Pickle Finance Exploited For $20M In Most Complex Ever Code Execution


In the latest DeFi hack, stablecoin stabilizing protocol Pickle Finance was exploited on 21-11-2020 06:37 PM (UTC) for nearly $20M. It is notable because analysts are terming it as the most complex DeFi exploit ever, as pDAI jar was hacked with skill-full mastery. The system was gamed using multiple flaws, including Jar swap and Jar convert logic in an extremely sophisticated code execution.

Following the attack, users were advised to withdraw funds from Pickle Jars and wait for the next updates. The team has now confirmed that the attack has been reverse engineered and relevant system modules have been patched to defend against this attack vector, in the future.

Banteg Reveals Details Of The Attack

Yearn.Finance developer Banteg was one of the white hat hackers assisting the team with the investigation and fixed. He has since then posted a detailed explanation of the attack. It is every evident that the hacker (s) had a deep understanding of the smart contract logic and execution. The following information was taken from the Github entry.

  1. Deploy two Evil Jars
  2. Get the amount available to withdraw from StrategyCmpdDaiV2
  3. Invoke ControllerV4.swapExactJarForJar() passing the Evil Jars and the amount retrieved in the previous step.
  4. ControllerV4.swapExactJarForJar() doesn’t check the Jars and calls them, withdrawing from StrategyCmpDAIV2 using StrategyCmpDAIV2.withdrawForSwap() which ultimately usesStrategyCmpDAIV2.deleverageToMin(). This transfers 19M DAI to pDAI.
  5. Call pDAI.earn() 3 times. This invokes a Compound deposit via StrategyCmpDAIV2.deposit(), leading to the contract receiving cDAI. StrategyCmpdDAIV2 now has an equivalent of 19M in cDAI.
  6. Deploy 3 more evil contracts, the first one being the equivalent of FakeUnderlying in our replicated exploit and the other two Evil Jars.
  7. Invoke ControllerV4.swapExactJarForJar() passing the Evil Jars, no amount and a CurveProxyLogic as target with a crafted data which allowed an injection to call the equivalent FakeUnderlying.
  8. ControllerV4 delegate calls CurveProxyLogic.add_liquidity() passing StrategyCmpDAIV2 and a crafted signature which leads to withdrawal of cDAI and transferring them to ControllerV4.
  9. The funds (in cDAI) are now in the Controller, it calls the EvilJar.deposit() which transfer the funds to the attacker smart contract.
  10. The attacker smart contract redeems cDAI for DAI from Compound and transfers DAI to the attacker EOA.
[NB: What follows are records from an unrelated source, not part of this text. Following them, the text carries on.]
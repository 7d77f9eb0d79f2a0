use chrono::NaiveDateTime;
use diesel::prelude::*;

use crate::domain::types::{CategoryId, VideoId};
use crate::domain::video::{CategorisedVideo, NewVideo, Video, VideoListing, VideoUpdate};
use crate::models::video::{
    NewVideo as DbNewVideo, Video as DbVideo, VideoUpdate as DbVideoUpdate,
};
use crate::repository::errors::RepositoryResult;
use crate::repository::{DieselRepository, VideoReader, VideoWriter};

impl VideoReader for DieselRepository {
    fn list_active_videos(&self) -> RepositoryResult<Vec<Video>> {
        use crate::schema::video;

        let mut conn = self.conn()?;

        let items = video::table
            .filter(video::is_active.eq(true))
            .order(video::date_created.asc())
            .load::<DbVideo>(&mut conn)?
            .into_iter()
            .map(TryInto::try_into)
            .collect::<Result<Vec<Video>, _>>()?;

        Ok(items)
    }

    fn get_video_by_id(&self, id: VideoId) -> RepositoryResult<Option<Video>> {
        use crate::schema::video;

        let mut conn = self.conn()?;

        let item = video::table
            .filter(video::id.eq(id.get()))
            .first::<DbVideo>(&mut conn)
            .optional()?;

        let item = item.map(TryInto::try_into).transpose()?;
        Ok(item)
    }

    fn get_active_video_by_id(&self, id: VideoId) -> RepositoryResult<Option<Video>> {
        use crate::schema::video;

        let mut conn = self.conn()?;

        let item = video::table
            .filter(video::id.eq(id.get()))
            .filter(video::is_active.eq(true))
            .first::<DbVideo>(&mut conn)
            .optional()?;

        let item = item.map(TryInto::try_into).transpose()?;
        Ok(item)
    }

    fn count_active_videos(&self, category_id: CategoryId) -> RepositoryResult<i64> {
        use crate::schema::video;

        let mut conn = self.conn()?;

        let total = video::table
            .filter(video::category_id.eq(category_id.get()))
            .filter(video::is_active.eq(true))
            .count()
            .get_result::<i64>(&mut conn)?;

        Ok(total)
    }

    fn list_categorised_videos(&self) -> RepositoryResult<Vec<CategorisedVideo>> {
        use crate::schema::{category, video};

        let mut conn = self.conn()?;

        let rows = video::table
            .inner_join(category::table)
            .filter(video::is_active.eq(true))
            .order((category::name.asc(), video::title.asc()))
            .select((category::name, video::title, video::youtube_code))
            .load::<(String, String, String)>(&mut conn)?;

        Ok(rows
            .into_iter()
            .map(|(category_name, title, youtube_code)| CategorisedVideo {
                category_name,
                title,
                youtube_code,
            })
            .collect())
    }

    fn list_active_video_listing(&self) -> RepositoryResult<Vec<VideoListing>> {
        use crate::schema::{category, video};

        let mut conn = self.conn()?;

        let rows = video::table
            .inner_join(category::table)
            .filter(video::is_active.eq(true))
            .order(video::title.asc())
            .select((video::id, video::title, video::youtube_code, category::name))
            .load::<(i32, String, String, String)>(&mut conn)?;

        Ok(rows
            .into_iter()
            .map(|(id, title, youtube_code, category_name)| VideoListing {
                id,
                title,
                youtube_code,
                category_name,
            })
            .collect())
    }
}

impl VideoWriter for DieselRepository {
    fn create_video(&self, video: &NewVideo) -> RepositoryResult<Video> {
        use crate::schema::video;

        let mut conn = self.conn()?;
        let db_video: DbNewVideo = video.clone().into();

        let created = diesel::insert_into(video::table)
            .values(db_video)
            .get_result::<DbVideo>(&mut conn)?;

        Ok(created.try_into()?)
    }

    fn update_video(&self, id: VideoId, update: &VideoUpdate) -> RepositoryResult<usize> {
        use crate::schema::video;

        let mut conn = self.conn()?;
        let changes: DbVideoUpdate = update.clone().into();

        let affected = diesel::update(video::table.filter(video::id.eq(id.get())))
            .set(changes)
            .execute(&mut conn)?;

        Ok(affected)
    }

    fn set_video_active(
        &self,
        id: VideoId,
        is_active: bool,
        modified_at: NaiveDateTime,
    ) -> RepositoryResult<usize> {
        use crate::schema::video;

        let mut conn = self.conn()?;

        let affected = diesel::update(video::table.filter(video::id.eq(id.get())))
            .set((
                video::is_active.eq(is_active),
                video::date_last_modified.eq(Some(modified_at)),
            ))
            .execute(&mut conn)?;

        Ok(affected)
    }
}
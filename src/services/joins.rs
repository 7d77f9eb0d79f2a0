use crate::domain::video::{CategorisedVideo, VideoListing};
use crate::repository::VideoReader;

use super::{ServiceError, ServiceResult};

/// Active videos joined to their category, ordered by category name then
/// video title.
pub fn categorised_videos<R>(repo: &R) -> ServiceResult<Vec<CategorisedVideo>>
where
    R: VideoReader,
{
    repo.list_categorised_videos().map_err(|e| {
        log::error!("Failed to list categorised videos: {e}");
        ServiceError::Internal
    })
}

/// Active videos joined to their category, ordered by title.
pub fn active_video_listing<R>(repo: &R) -> ServiceResult<Vec<VideoListing>>
where
    R: VideoReader,
{
    repo.list_active_video_listing().map_err(|e| {
        log::error!("Failed to list videos with categories: {e}");
        ServiceError::Internal
    })
}
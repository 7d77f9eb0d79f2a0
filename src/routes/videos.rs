use actix_web::{HttpResponse, Responder, delete, get, post, put, web};

use crate::domain::types::VideoId;
use crate::dto::videos::VideoDto;
use crate::dto::{DeletedDto, RestoredDto};
use crate::forms::videos::{
    AddVideoForm, AddVideoFormPayload, UpdateVideoForm, UpdateVideoFormPayload,
};
use crate::repository::DieselRepository;
use crate::routes::{bad_request, not_found};
use crate::services::ServiceError;
use crate::services::videos::{
    create_video as create_video_service, get_video as get_video_service,
    list_videos as list_videos_service, restore_video as restore_video_service,
    soft_delete_video as soft_delete_video_service, update_video as update_video_service,
};

#[get("/video")]
pub async fn list_videos(repo: web::Data<DieselRepository>) -> impl Responder {
    match list_videos_service(repo.get_ref()) {
        Ok(videos) => {
            HttpResponse::Ok().json(videos.into_iter().map(VideoDto::from).collect::<Vec<_>>())
        }
        Err(_) => HttpResponse::InternalServerError().finish(),
    }
}

#[get("/video/{video_id}")]
pub async fn find_video(
    video_id: web::Path<i32>,
    repo: web::Data<DieselRepository>,
) -> impl Responder {
    let id = match VideoId::new(video_id.into_inner()) {
        Ok(id) => id,
        Err(_) => return not_found("Video not found"),
    };

    match get_video_service(id, repo.get_ref()) {
        Ok(video) => HttpResponse::Ok().json(VideoDto::from(video)),
        Err(ServiceError::NotFound) => not_found("Video not found"),
        Err(_) => HttpResponse::InternalServerError().finish(),
    }
}

#[post("/video")]
pub async fn create_video(
    repo: web::Data<DieselRepository>,
    web::Json(form): web::Json<AddVideoForm>,
) -> impl Responder {
    let payload: AddVideoFormPayload = match form.try_into() {
        Ok(payload) => payload,
        Err(e) => return bad_request(&e.to_string()),
    };

    match create_video_service(payload, repo.get_ref()) {
        Ok(video) => HttpResponse::Created().json(VideoDto::from(video)),
        Err(ServiceError::NotFound) => not_found("Category not found"),
        Err(ServiceError::Validation(message)) => bad_request(&message),
        Err(_) => HttpResponse::InternalServerError().finish(),
    }
}

#[put("/video/{video_id}")]
pub async fn update_video(
    video_id: web::Path<i32>,
    repo: web::Data<DieselRepository>,
    web::Json(form): web::Json<UpdateVideoForm>,
) -> impl Responder {
    let id = match VideoId::new(video_id.into_inner()) {
        Ok(id) => id,
        Err(_) => return not_found("Video not found"),
    };
    let payload: UpdateVideoFormPayload = match form.try_into() {
        Ok(payload) => payload,
        Err(e) => return bad_request(&e.to_string()),
    };

    match update_video_service(id, payload, repo.get_ref()) {
        Ok(video) => HttpResponse::Ok().json(VideoDto::from(video)),
        Err(ServiceError::NotFound) => not_found("Video or category not found"),
        Err(ServiceError::Validation(message)) => bad_request(&message),
        Err(_) => HttpResponse::InternalServerError().finish(),
    }
}

#[delete("/video/{video_id}")]
pub async fn delete_video(
    video_id: web::Path<i32>,
    repo: web::Data<DieselRepository>,
) -> impl Responder {
    let id = match VideoId::new(video_id.into_inner()) {
        Ok(id) => id,
        Err(_) => return not_found("Video not found"),
    };

    match soft_delete_video_service(id, repo.get_ref()) {
        Ok(deleted) => HttpResponse::Ok().json(DeletedDto {
            deleted: deleted.get(),
        }),
        Err(ServiceError::NotFound) => not_found("Video not found"),
        Err(_) => HttpResponse::InternalServerError().finish(),
    }
}

#[delete("/video/{video_id}/undelete")]
pub async fn undelete_video(
    video_id: web::Path<i32>,
    repo: web::Data<DieselRepository>,
) -> impl Responder {
    let id = match VideoId::new(video_id.into_inner()) {
        Ok(id) => id,
        Err(_) => return not_found("Video not found"),
    };

    match restore_video_service(id, repo.get_ref()) {
        Ok(restored) => HttpResponse::Ok().json(RestoredDto {
            restored: restored.get(),
        }),
        Err(ServiceError::NotFound) => not_found("Video not found"),
        Err(_) => HttpResponse::InternalServerError().finish(),
    }
}
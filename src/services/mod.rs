//! Business logic, kept free of HTTP concerns.
//!
//! Service functions are generic over the repository traits so they can be
//! unit-tested against the in-memory [`crate::repository::test::TestRepository`].

pub mod categories;
pub mod errors;
pub mod joins;
pub mod videos;

pub use errors::{ServiceError, ServiceResult};
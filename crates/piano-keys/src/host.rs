//! Host model
//!
//! Owns the keyboard, waits for the player engine to come up and turns every
//! change of the pressed set into note-on/note-off commands.

use crate::keyboard::{Keyboard, KeyboardEvent, NoteDiff};
use crate::player::PlayerCommand;
use crate::theory::Note;

/// Keyboard plus the bits of host state around it
#[derive(Debug, Clone)]
pub struct Host {
    keyboard: Keyboard,
    engine_ready: bool,
    /// Note held by the pointer, if any
    held: Option<Note>,
}

impl Host {
    pub fn new(keyboard: Keyboard) -> Self {
        Self {
            keyboard,
            engine_ready: false,
            held: None,
        }
    }

    pub fn keyboard(&self) -> &Keyboard {
        &self.keyboard
    }

    pub fn is_engine_ready(&self) -> bool {
        self.engine_ready
    }

    /// Record the engine-ready notification
    ///
    /// Returns true only for the first notification.
    pub fn engine_ready(&mut self) -> bool {
        if self.engine_ready {
            return false;
        }
        log::info!("Sound engine ready, showing keyboard");
        self.engine_ready = true;
        true
    }

    /// Apply a keyboard event and return what the player should do
    ///
    /// Releases come before presses. Nothing happens until the engine is ready.
    pub fn handle(&mut self, event: KeyboardEvent) -> Vec<PlayerCommand> {
        if !self.engine_ready {
            log::debug!("Engine not ready, dropping {:?}", event);
            return Vec::new();
        }

        let before = self.keyboard.pressed_notes.clone();
        self.keyboard = std::mem::take(&mut self.keyboard).update(event);
        let diff = NoteDiff::between(&before, &self.keyboard.pressed_notes);
        if !diff.is_empty() {
            log::debug!("{:?} -> {:?}", event, diff);
        }

        diff.released
            .into_iter()
            .map(PlayerCommand::NoteOff)
            .chain(diff.pressed.into_iter().map(PlayerCommand::NoteOn))
            .collect()
    }

    /// Pointer went down on a key
    pub fn pointer_down(&mut self, note: Note) -> Vec<PlayerCommand> {
        let mut commands = self.pointer_up();
        self.held = Some(note);
        commands.extend(self.handle(KeyboardEvent::KeyDown(note)));
        commands
    }

    /// Pointer dragged to another key, or off the keyboard
    pub fn pointer_moved(&mut self, note: Option<Note>) -> Vec<PlayerCommand> {
        match (self.held, note) {
            (Some(held), Some(note)) if held != note => self.pointer_down(note),
            (Some(_), None) => self.pointer_up(),
            _ => Vec::new(),
        }
    }

    /// Pointer came up; releases the held key
    pub fn pointer_up(&mut self) -> Vec<PlayerCommand> {
        match self.held.take() {
            Some(note) => self.handle(KeyboardEvent::KeyUp(note)),
            None => Vec::new(),
        }
    }

    /// Release every pressed note (focus loss, quitting)
    pub fn release_all(&mut self) -> Vec<PlayerCommand> {
        self.held = None;
        let pressed: Vec<Note> = self.keyboard.pressed_notes.iter().copied().collect();
        pressed
            .into_iter()
            .flat_map(|note| self.handle(KeyboardEvent::KeyUp(note)))
            .collect()
    }
}

#[cfg(test)]
mod tests {
    use super::*;
    use crate::keyboard::WidgetConfig;
    use crate::theory::{KeyboardSize, NoteRange};
    use std::collections::BTreeSet;
    use crate::keyboard::KeyboardEvent::*;
    use crate::player::PlayerCommand::*;

    fn ready_host(config: WidgetConfig) -> Host {
        let mut host = Host::new(Keyboard::new(config));
        host.engine_ready();
        host
    }

    #[test]
    fn test_ready_only_once() {
        let mut host = Host::new(Keyboard::default());
        assert!(!host.is_engine_ready());
        assert!(host.engine_ready());
        assert!(!host.engine_ready());
        assert!(host.is_engine_ready());
    }

    #[test]
    fn test_events_ignored_before_ready() {
        let mut host = Host::new(Keyboard::default());
        assert!(host.handle(KeyDown(60)).is_empty());
        assert!(host.keyboard().pressed_notes.is_empty());
    }

    #[test]
    fn test_end_to_end_session() {
        let mut host = ready_host(WidgetConfig::default());

        assert_eq!(host.handle(KeyDown(60)), vec![NoteOn(60)]);
        assert_eq!(host.handle(KeyDown(64)), vec![NoteOn(64)]);
        assert_eq!(host.keyboard().pressed_notes, BTreeSet::from([60, 64]));
        assert_eq!(host.handle(KeyUp(60)), vec![NoteOff(60)]);

        let commands = host.handle(ChangeNoteRange(NoteRange::new(9, 96)));
        assert!(commands.is_empty());
        assert_eq!(host.keyboard().note_range, KeyboardSize::Keys88.range());
        assert_eq!(host.keyboard().pressed_notes, BTreeSet::from([64]));
    }

    #[test]
    fn test_repeated_key_down_plays_once() {
        let mut host = ready_host(WidgetConfig::default());
        assert_eq!(host.handle(KeyDown(60)), vec![NoteOn(60)]);
        assert!(host.handle(KeyDown(60)).is_empty());
        assert!(host.handle(KeyUp(62)).is_empty());
    }

    #[test]
    fn test_out_of_range_note_plays_nothing() {
        let mut host = ready_host(WidgetConfig::default());
        assert!(host.handle(KeyDown(200)).is_empty());
        assert!(host.pointer_down(200).is_empty());
        assert!(host.keyboard().pressed_notes.is_empty());
    }

    #[test]
    fn test_passive_keyboard_plays_nothing() {
        let mut host = ready_host(WidgetConfig {
            interactive: false,
            ..WidgetConfig::default()
        });
        assert!(host.pointer_down(60).is_empty());
        assert!(host.pointer_up().is_empty());
        host.handle(ChangeNoteRange(KeyboardSize::Keys12.range()));
        assert_eq!(host.keyboard().note_range, KeyboardSize::Keys12.range());
    }

    #[test]
    fn test_pointer_glide() {
        let mut host = ready_host(WidgetConfig::default());
        assert_eq!(host.pointer_down(60), vec![NoteOn(60)]);
        assert!(host.pointer_moved(Some(60)).is_empty());
        assert_eq!(host.pointer_moved(Some(62)), vec![NoteOff(60), NoteOn(62)]);
        assert_eq!(host.pointer_moved(None), vec![NoteOff(62)]);
        assert!(host.pointer_up().is_empty());
        assert!(host.keyboard().pressed_notes.is_empty());
    }

    #[test]
    fn test_release_all() {
        let mut host = ready_host(WidgetConfig::default());
        host.handle(KeyDown(67));
        host.handle(KeyDown(60));
        assert_eq!(host.release_all(), vec![NoteOff(60), NoteOff(67)]);
        assert!(host.keyboard().pressed_notes.is_empty());
    }
}
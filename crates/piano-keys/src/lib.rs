//! piano-keys - Interactive Piano Keyboard Widget
//!
//! A piano keyboard you can click in the terminal. The keyboard is a plain
//! state value with a pure update function; rendering is a projection of
//! that state. Features include:
//!
//! - Natural/accidental key layout for 12 to 88 keys
//! - Optional size selector and pressed-note readout
//! - Per-key color overrides for pressed and released keys
//! - A host that turns pressed-set changes into note-on/note-off commands
//! - Configurable via TOML file
//!
//! # Usage as a Library
//!
//! ```no_run
//! use piano_keys::{Keyboard, KeyboardEvent, NoteDiff, WidgetConfig};
//!
//! let before = Keyboard::new(WidgetConfig::default());
//! let after = before.clone().update(KeyboardEvent::KeyDown(60));
//!
//! let diff = NoteDiff::between(&before.pressed_notes, &after.pressed_notes);
//! for note in diff.pressed {
//!     println!("Play note {}", piano_keys::note_name(note));
//! }
//! ```

pub mod config;
pub mod error;
pub mod host;
pub mod keyboard;
pub mod layout;
pub mod player;
pub mod theory;
pub mod ui;

// Re-export main types
pub use config::{Config, Theme};
pub use error::{Error, Result};
pub use host::Host;
pub use keyboard::{Keyboard, KeyboardEvent, NoteDiff, WidgetConfig};
pub use layout::{view, KeyKind, KeyVisual, KeyboardView, SizeButton};
pub use player::{spawn_engine, EngineEvent, LogSink, MidiMessage, NotePlayer, NoteSink, PlayerCommand, PlayerHandle};
pub use theory::{is_natural, note_name, octave, KeyboardSize, Note, NoteRange};
pub use ui::{hit_test, render_standalone, selector_hit_test, PianoWidget};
Implications For DeFi Protocols Design And Security

DeFi protocols are generally famous for “move fast and break things” ethos. The developer teams in this space are known to experiment with code and deploy unaudited code without much protection. Lately, this has resulted in massive fund losses, no doubt largely borne by the users. Even if the code is audited even by multiple teams, there is no guarantee that it’s 100% secure.

DeFi teams need to apply a multi-disciplinary strategy, bringing together elements of finance, game theory, tokenomics, smart contract design and logic. They also need to make certain that going forward relevant safeguards are present to enforce limits and insurance has been acquired, in order to protect against such exploits.